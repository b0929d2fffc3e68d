//! # modified-merton
//!
//! $$
//! L_j = \mathbb E\!\left[\min(A_T, F)\mid f_{1j}\right]
//! $$
//!
//! Closed-form expected lender payoff of a zero-coupon loan in a single-factor
//! structural credit model, evaluated elementwise over a grid of systematic
//! asset value scenarios. Distance-to-default, implied asset volatility and
//! capital shortfall measures of the modified Merton family are built by
//! calling [`loan_payoff`] inside their own loops.
//!
//! ```ignore
//! use ndarray::Array1;
//! use modified_merton::loan_payoff;
//!
//! let f1j = Array1::linspace(10.0, 300.0, 50);
//! let payoff = loan_payoff(100.0, &f1j, 100.0, 0.3, 0.25, 1.0)?;
//! ```

pub mod error;
pub mod quant;

pub use error::PayoffError;
pub use quant::broadcast::Operand;
pub use quant::pricing::loan_payoff::conditional_moments;
pub use quant::pricing::loan_payoff::loan_payoff;
pub use quant::pricing::loan_payoff::ConditionalMoments;
pub use quant::pricing::loan_payoff::LoanInputs;
pub use quant::pricing::loan_payoff::LoanPayoff;
pub use quant::pricing::loan_payoff::LoanPayoffConfig;
pub use quant::pricing::loan_payoff::LoanPayoffEngine;
#[cfg(feature = "camera-nokhwa")]
pub mod camera;
pub mod recognizer;

use std::sync::atomic::{AtomicBool, Ordering};

use anyhow::Result;
use crossbeam_channel::Receiver;

use crate::{
    controller::{FrameReport, GestureController, HandObservation},
    input::{PointerSink, apply_report},
    tracking::TrackingState,
    types::Frame,
};

pub use recognizer::HandDetector;

pub trait FrameSource {
    /// Blocks until the next frame. `Ok(None)` ends the run.
    fn next_frame(&mut self) -> Result<Option<Frame>>;
}

impl<S: FrameSource + ?Sized> FrameSource for Box<S> {
    fn next_frame(&mut self) -> Result<Option<Frame>> {
        (**self).next_frame()
    }
}

/// Frames pushed by a capture thread. Stale frames are skipped so the loop
/// always works on the most recent image.
pub struct ChannelSource {
    frame_rx: Receiver<Frame>,
}

impl ChannelSource {
    pub fn new(frame_rx: Receiver<Frame>) -> Self {
        Self { frame_rx }
    }
}

impl FrameSource for ChannelSource {
    fn next_frame(&mut self) -> Result<Option<Frame>> {
        Ok(recv_latest_frame(&self.frame_rx))
    }
}

fn recv_latest_frame(frame_rx: &Receiver<Frame>) -> Option<Frame> {
    let mut frame = frame_rx.recv().ok()?;
    while let Ok(newer) = frame_rx.try_recv() {
        frame = newer;
    }
    Some(frame)
}

#[derive(Clone, Copy, Debug, Default, PartialEq, Eq)]
pub struct RunStats {
    pub frames: u64,
    pub tracked_frames: u64,
    pub detector_failures: u64,
    pub moves: u64,
    pub clicks: u64,
    pub sink_failures: u64,
}

#[derive(Clone, Copy, Debug, Default)]
pub struct RunOptions {
    pub max_frames: Option<u64>,
}

/// Single-threaded frame loop: pull, detect, translate, apply. The stop flag is
/// checked between frames only, so a frame is never abandoned half way.
pub fn run_loop<F>(
    source: &mut dyn FrameSource,
    detector: &mut dyn HandDetector,
    sink: &mut dyn PointerSink,
    controller: &GestureController,
    stop: &AtomicBool,
    options: RunOptions,
    mut on_report: F,
) -> Result<RunStats>
where
    F: FnMut(&Frame, &FrameReport),
{
    let mut state = TrackingState::new();
    let mut stats = RunStats::default();

    while !stop.load(Ordering::Relaxed) {
        if options.max_frames.is_some_and(|max| stats.frames >= max) {
            log::info!("frame limit reached");
            break;
        }

        let Some(frame) = source.next_frame()? else {
            log::info!("frame source ended");
            break;
        };

        let detection = detector.detect(&frame);
        let observation = match &detection {
            Ok(Some(landmarks)) => HandObservation::Present(landmarks),
            Ok(None) => HandObservation::Absent,
            Err(err) => {
                log::warn!("hand detection failed: {err:?}");
                stats.detector_failures += 1;
                HandObservation::Unavailable
            }
        };

        let (next, report) = controller.process_frame(state, observation, frame.size());
        state = next;

        let applied = apply_report(sink, &report);
        log::trace!("frame {}: {}", stats.frames, report.label());

        stats.frames += 1;
        if report.hand_present() {
            stats.tracked_frames += 1;
        }
        stats.moves += applied.moves as u64;
        stats.clicks += applied.clicks as u64;
        stats.sink_failures += applied.failures as u64;

        on_report(&frame, &report);
    }

    Ok(stats)
}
_ _ _ _ _
Problem description: The expected output is every line from the material above where "TrackingState" can be found.

Your solution:
    tracking::TrackingState,
    let mut state = TrackingState::new();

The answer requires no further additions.